Grâce à un complémentaire santé, vous pouvez bénéficier d’une meilleure couverture en termes de frais de santé. En effet, la compagnie peut prendre en main une partie ou la totalité des sommes qui restent à la charge du souscripteur. Néanmoins, pour optimiser les dépenses, il convient de choisir un contrat parfaitement adapté à ses besoins spécifiques. Quelles sont les questions à se poser avant de s’engager ?
Quelles sont les garanties dont j’ai réellement besoin ?
À priori, vous devez faire le point sur vos besoins en matière de santé. Pour cela, il faut évaluer vos antécédents médicaux et les soins à prévoir dans les prochains mois. Ainsi, vous pourrez adapter les garanties à votre état de santé et à votre budget. Cela vous évitera aussi des cotisations mensuelles trop élevées.

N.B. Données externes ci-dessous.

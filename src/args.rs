use clap::{value_parser, Arg, ArgAction, Command};

/// Parse an integer written in decimal or with a `0x` prefix
fn parse_int_auto<T: TryFrom<u64>>(input: &str) -> Result<T, String> {
    let input = input.trim();
    let value = match input
        .strip_prefix("0x")
        .or_else(|| input.strip_prefix("0X"))
    {
        Some(hex_digits) => u64::from_str_radix(hex_digits, 16),
        None => input.parse::<u64>(),
    }
    .map_err(|e| format!("Invalid number {:?}: {}", input, e))?;

    T::try_from(value).map_err(|_| format!("Number {} is out of range", value))
}

fn message_arg() -> Arg {
    Arg::new("message")
        .help("File holding the message (at most k bytes)")
        .required(true)
        .index(1)
}

fn ecc_arg() -> Arg {
    Arg::new("ecc")
        .help("File holding the raw ecc block (n-k bytes)")
        .required(true)
        .index(2)
}

/// Command-line definition for the `eccman` binary
pub fn build_cli() -> Command {
    Command::new("eccman")
        .version(env!("CARGO_PKG_VERSION"))
        .about("Reed-Solomon ECC manager: encode, repair and check messages")
        .arg_required_else_help(true)
        .arg(
            Arg::new("n")
                .short('n')
                .long("n")
                .help("Codeword length (message + ecc), at most 255")
                .value_name("N")
                .value_parser(value_parser!(usize))
                .default_value("255")
                .global(true),
        )
        .arg(
            Arg::new("k")
                .short('k')
                .long("k")
                .help("Message length")
                .value_name("K")
                .value_parser(value_parser!(usize))
                .default_value("223")
                .global(true),
        )
        .arg(
            Arg::new("variant")
                .short('a')
                .long("variant")
                .visible_alias("ecc-algo")
                .help("Codec variant: 1-4 or reference, reference-fast, performance-compatible, performance-standalone")
                .value_name("VARIANT")
                .default_value("1")
                .global(true),
        )
        .arg(
            Arg::new("prim")
                .long("prim")
                .help("Primitive polynomial for the standalone variant (default 0x187)")
                .value_name("POLY")
                .value_parser(parse_int_auto::<u16>)
                .global(true),
        )
        .arg(
            Arg::new("generator")
                .long("generator")
                .help("Field generator for the standalone variant (default 2)")
                .value_name("ELEMENT")
                .value_parser(parse_int_auto::<u8>)
                .global(true),
        )
        .arg(
            Arg::new("fcr")
                .long("fcr")
                .help("First consecutive root for the standalone variant (default 120)")
                .value_name("FCR")
                .value_parser(parse_int_auto::<u8>)
                .global(true),
        )
        .arg(
            Arg::new("threads")
                .short('t')
                .long("threads")
                .help("Number of CPU threads for batch work (0 = auto-detect)")
                .value_name("N")
                .value_parser(value_parser!(usize))
                .default_value("0")
                .global(true),
        )
        .arg(
            Arg::new("no-parallel")
                .long("no-parallel")
                .help("Disable all parallel processing")
                .action(ArgAction::SetTrue)
                .global(true),
        )
        .subcommand(
            Command::new("encode")
                .visible_alias("e")
                .about("Compute the ecc block of a message")
                .arg(message_arg())
                .arg(
                    Arg::new("output")
                        .short('o')
                        .long("output")
                        .help("Write the raw ecc block here instead of printing hex")
                        .value_name("FILE"),
                ),
        )
        .subcommand(
            Command::new("decode")
                .visible_alias("d")
                .about("Repair a message using its ecc block")
                .arg(message_arg())
                .arg(ecc_arg())
                .arg(
                    Arg::new("output")
                        .short('o')
                        .long("output")
                        .help("Where to write the repaired message")
                        .value_name("FILE")
                        .required(true),
                )
                .arg(
                    Arg::new("ecc-output")
                        .long("ecc-output")
                        .help("Where to write the repaired ecc block")
                        .value_name("FILE"),
                ),
        )
        .subcommand(
            Command::new("check")
                .visible_alias("c")
                .about("Detect errors in a message and its ecc block")
                .arg(message_arg())
                .arg(ecc_arg()),
        )
        .subcommand(
            Command::new("verify")
                .visible_alias("v")
                .about("Verify that message + ecc is a valid codeword (reference variants)")
                .arg(message_arg())
                .arg(ecc_arg()),
        )
        .subcommand(Command::new("describe").about("Print the field parameters in effect"))
}

pub fn parse_args() -> clap::ArgMatches {
    build_cli().get_matches()
}
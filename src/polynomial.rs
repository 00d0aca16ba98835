//! Polynomials over the base-3 GF(2^8) field
//!
//! Coefficients are stored highest degree first, matching the byte order of a
//! codeword: `codeword[0]` is the coefficient of `x^(n-1)`.

use crate::galois::Gf256;
use std::ops::{Add, Mul};

#[derive(Debug, Clone, PartialEq, Eq)]
pub struct Polynomial {
    coefficients: Vec<Gf256>,
}

impl Polynomial {
    /// Build from coefficients (highest degree first); leading zeros are dropped
    pub fn new(coefficients: Vec<Gf256>) -> Self {
        let first_nonzero = coefficients
            .iter()
            .position(|c| !c.is_zero())
            .unwrap_or(coefficients.len());
        let mut coefficients = coefficients[first_nonzero..].to_vec();
        if coefficients.is_empty() {
            coefficients.push(Gf256::ZERO);
        }
        Self { coefficients }
    }

    pub fn from_bytes(bytes: &[u8]) -> Self {
        Self::new(bytes.iter().copied().map(Gf256::new).collect())
    }

    pub fn one() -> Self {
        Self {
            coefficients: vec![Gf256::ONE],
        }
    }

    pub fn coefficients(&self) -> &[Gf256] {
        &self.coefficients
    }

    pub fn degree(&self) -> usize {
        self.coefficients.len() - 1
    }

    pub fn is_zero(&self) -> bool {
        self.coefficients.len() == 1 && self.coefficients[0].is_zero()
    }

    /// Coefficient of `x^power`
    pub fn coefficient(&self, power: usize) -> Gf256 {
        if power > self.degree() {
            return Gf256::ZERO;
        }
        self.coefficients[self.degree() - power]
    }

    /// Serialize to exactly `len` bytes, left-padding with zeros
    ///
    /// Panics if the polynomial has more than `len` significant coefficients.
    pub fn to_bytes_padded(&self, len: usize) -> Vec<u8> {
        let mut out = vec![0u8; len];
        if self.is_zero() {
            return out;
        }
        assert!(self.coefficients.len() <= len);
        let offset = len - self.coefficients.len();
        for (slot, c) in out[offset..].iter_mut().zip(&self.coefficients) {
            *slot = c.value();
        }
        out
    }

    /// Multiply by `x^power`
    pub fn shift(&self, power: usize) -> Self {
        if self.is_zero() {
            return self.clone();
        }
        let mut coefficients = self.coefficients.clone();
        coefficients.resize(coefficients.len() + power, Gf256::ZERO);
        Self { coefficients }
    }

    /// Formal derivative; in characteristic 2 only odd powers survive
    pub fn formal_derivative(&self) -> Self {
        let degree = self.degree();
        if degree == 0 {
            return Polynomial::new(vec![Gf256::ZERO]);
        }
        Self::new(
            (1..=degree)
                .rev()
                .map(|power| {
                    if power % 2 == 1 {
                        self.coefficient(power)
                    } else {
                        Gf256::ZERO
                    }
                })
                .collect(),
        )
    }

    /// Remainder modulo `x^count` (the `count` lowest-degree terms)
    pub fn low_terms(&self, count: usize) -> Self {
        Self::new((0..count).rev().map(|power| self.coefficient(power)).collect())
    }

    /// Horner evaluation at `x`
    pub fn eval(&self, x: Gf256) -> Gf256 {
        self.coefficients
            .iter()
            .fold(Gf256::ZERO, |acc, &c| acc * x + c)
    }

    /// Long division, returning `(quotient, remainder)`
    ///
    /// Panics if `divisor` is the zero polynomial.
    pub fn divmod(&self, divisor: &Polynomial) -> (Polynomial, Polynomial) {
        assert!(!divisor.is_zero(), "Polynomial division by zero");
        if self.degree() < divisor.degree() {
            return (Polynomial::new(vec![Gf256::ZERO]), self.clone());
        }

        let mut remainder = self.coefficients.clone();
        let lead = divisor.coefficients[0];
        let quotient_len = remainder.len() - divisor.coefficients.len() + 1;
        let mut quotient = vec![Gf256::ZERO; quotient_len];

        for i in 0..quotient_len {
            let coef = remainder[i] / lead;
            quotient[i] = coef;
            if coef.is_zero() {
                continue;
            }
            for (j, &d) in divisor.coefficients.iter().enumerate() {
                remainder[i + j] -= d * coef;
            }
        }

        (
            Polynomial::new(quotient),
            Polynomial::new(remainder[quotient_len..].to_vec()),
        )
    }
}

impl Add for &Polynomial {
    type Output = Polynomial;

    fn add(self, rhs: &Polynomial) -> Polynomial {
        let len = self.coefficients.len().max(rhs.coefficients.len());
        let mut out = vec![Gf256::ZERO; len];
        for (dst, &c) in out[len - self.coefficients.len()..]
            .iter_mut()
            .zip(&self.coefficients)
        {
            *dst += c;
        }
        for (dst, &c) in out[len - rhs.coefficients.len()..]
            .iter_mut()
            .zip(&rhs.coefficients)
        {
            *dst += c;
        }
        Polynomial::new(out)
    }
}

impl Mul for &Polynomial {
    type Output = Polynomial;

    fn mul(self, rhs: &Polynomial) -> Polynomial {
        let mut out = vec![Gf256::ZERO; self.coefficients.len() + rhs.coefficients.len() - 1];
        for (i, &a) in self.coefficients.iter().enumerate() {
            if a.is_zero() {
                continue;
            }
            for (j, &b) in rhs.coefficients.iter().enumerate() {
                out[i + j] += a * b;
            }
        }
        Polynomial::new(out)
    }
}
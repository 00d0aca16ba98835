//! Codec variant selection

use crate::error::{EccError, Result};
use crate::galois::{BASE3_GENERATOR, BASE3_PRIMITIVE};
use std::fmt;
use std::str::FromStr;

/// Reed-Solomon codec strategy bound by an [`EccManager`](crate::EccManager)
///
/// The first three variants share the base-3 field and produce byte-identical
/// ECC blocks. `PerformanceStandalone` uses alternate field parameters and its
/// codewords must never be mixed with the others; nothing detects such a mix.
#[derive(Debug, Clone, Copy, PartialEq, Eq, Hash, Default)]
pub enum Variant {
    /// Reference backend, self-checking encoder
    #[default]
    ReferenceStandard,
    /// Reference backend, encoder without self-check
    ReferenceFast,
    /// Table-driven encoder on the base-3 field, reference decoder
    PerformanceCompatible,
    /// Table-driven codec on alternate field parameters
    PerformanceStandalone,
}

impl Variant {
    pub const ALL: [Variant; 4] = [
        Variant::ReferenceStandard,
        Variant::ReferenceFast,
        Variant::PerformanceCompatible,
        Variant::PerformanceStandalone,
    ];

    /// Map the numeric `--ecc-algo` selector (1-4)
    pub fn from_algo(algo: u8) -> Result<Self> {
        match algo {
            1 => Ok(Variant::ReferenceStandard),
            2 => Ok(Variant::ReferenceFast),
            3 => Ok(Variant::PerformanceCompatible),
            4 => Ok(Variant::PerformanceStandalone),
            other => Err(EccError::UnknownVariant(other.to_string())),
        }
    }

    pub fn algo(&self) -> u8 {
        match self {
            Variant::ReferenceStandard => 1,
            Variant::ReferenceFast => 2,
            Variant::PerformanceCompatible => 3,
            Variant::PerformanceStandalone => 4,
        }
    }

    pub fn name(&self) -> &'static str {
        match self {
            Variant::ReferenceStandard => "reference",
            Variant::ReferenceFast => "reference-fast",
            Variant::PerformanceCompatible => "performance-compatible",
            Variant::PerformanceStandalone => "performance-standalone",
        }
    }

    /// True for the variants sharing the base-3 field
    pub fn is_default_family(&self) -> bool {
        !matches!(self, Variant::PerformanceStandalone)
    }

    /// Whether ECC blocks written by `self` can be decoded by `other`
    ///
    /// Standalone variants are only compared by family here; callers must also
    /// match their [`FieldParams`].
    pub fn is_compatible_with(&self, other: Variant) -> bool {
        self.is_default_family() == other.is_default_family()
    }

    /// Only the reference backend exposes `verify`
    pub fn supports_verify(&self) -> bool {
        matches!(self, Variant::ReferenceStandard | Variant::ReferenceFast)
    }
}

impl fmt::Display for Variant {
    fn fmt(&self, f: &mut fmt::Formatter<'_>) -> fmt::Result {
        write!(f, "{}", self.name())
    }
}

impl FromStr for Variant {
    type Err = EccError;

    fn from_str(s: &str) -> Result<Self> {
        let trimmed = s.trim();
        if let Ok(algo) = trimmed.parse::<u8>() {
            return Variant::from_algo(algo);
        }
        Variant::ALL
            .into_iter()
            .find(|v| v.name().eq_ignore_ascii_case(trimmed))
            .ok_or_else(|| EccError::UnknownVariant(s.to_string()))
    }
}

/// Field parameters for the table-driven backend
#[derive(Debug, Clone, Copy, PartialEq, Eq, Hash)]
pub struct FieldParams {
    /// Primitive polynomial, including the x⁸ term
    pub prim: u16,
    /// Field element whose powers enumerate the nonzero elements
    pub generator: u8,
    /// First consecutive root of the generator polynomial
    pub fcr: u8,
}

impl FieldParams {
    /// Default field shared by the reference-compatible variants
    pub const BASE3: FieldParams = FieldParams {
        prim: BASE3_PRIMITIVE,
        generator: BASE3_GENERATOR,
        fcr: 1,
    };

    /// US FAA ADS-B UAT RS FEC parameters
    pub const ADSB_UAT: FieldParams = FieldParams {
        prim: 0x187,
        generator: 2,
        fcr: 120,
    };

    pub const fn new(prim: u16, generator: u8, fcr: u8) -> Self {
        Self {
            prim,
            generator,
            fcr,
        }
    }
}

impl Default for FieldParams {
    fn default() -> Self {
        FieldParams::ADSB_UAT
    }
}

Pour faire le bon choix, vous pouvez accéder facilement à
l'assurance la moins chère et aux meilleures garanties sur lecomparateurassurance.com pour vérifier les niveaux de remboursement proposés de chaque poste de santé : optique, soins dentaires, consultation (généralistes et spécialistes), etc. On tient toutefois à noter que certains assureurs proposent des prises en charge plus intéressantes : contraception, vaccins, médecine douce… Vous ne souhaitez pas avancer les frais ? Avec le tiers payant, vous ne payez que les restes qui sont à votre charge.
Quelles sont les conditions et exclusions ?
En général, il n’est pas nécessaire de remplir un questionnaire de santé, car si vous avez de gros problèmes de santé, cela aura un impact sur le montant de la prime. De même, il faut être attentif à la durée de la prise en charge et aux exclusions. Bref, il est très important d’entrer dans les détails des garanties : les opérations prises et non prises en charge…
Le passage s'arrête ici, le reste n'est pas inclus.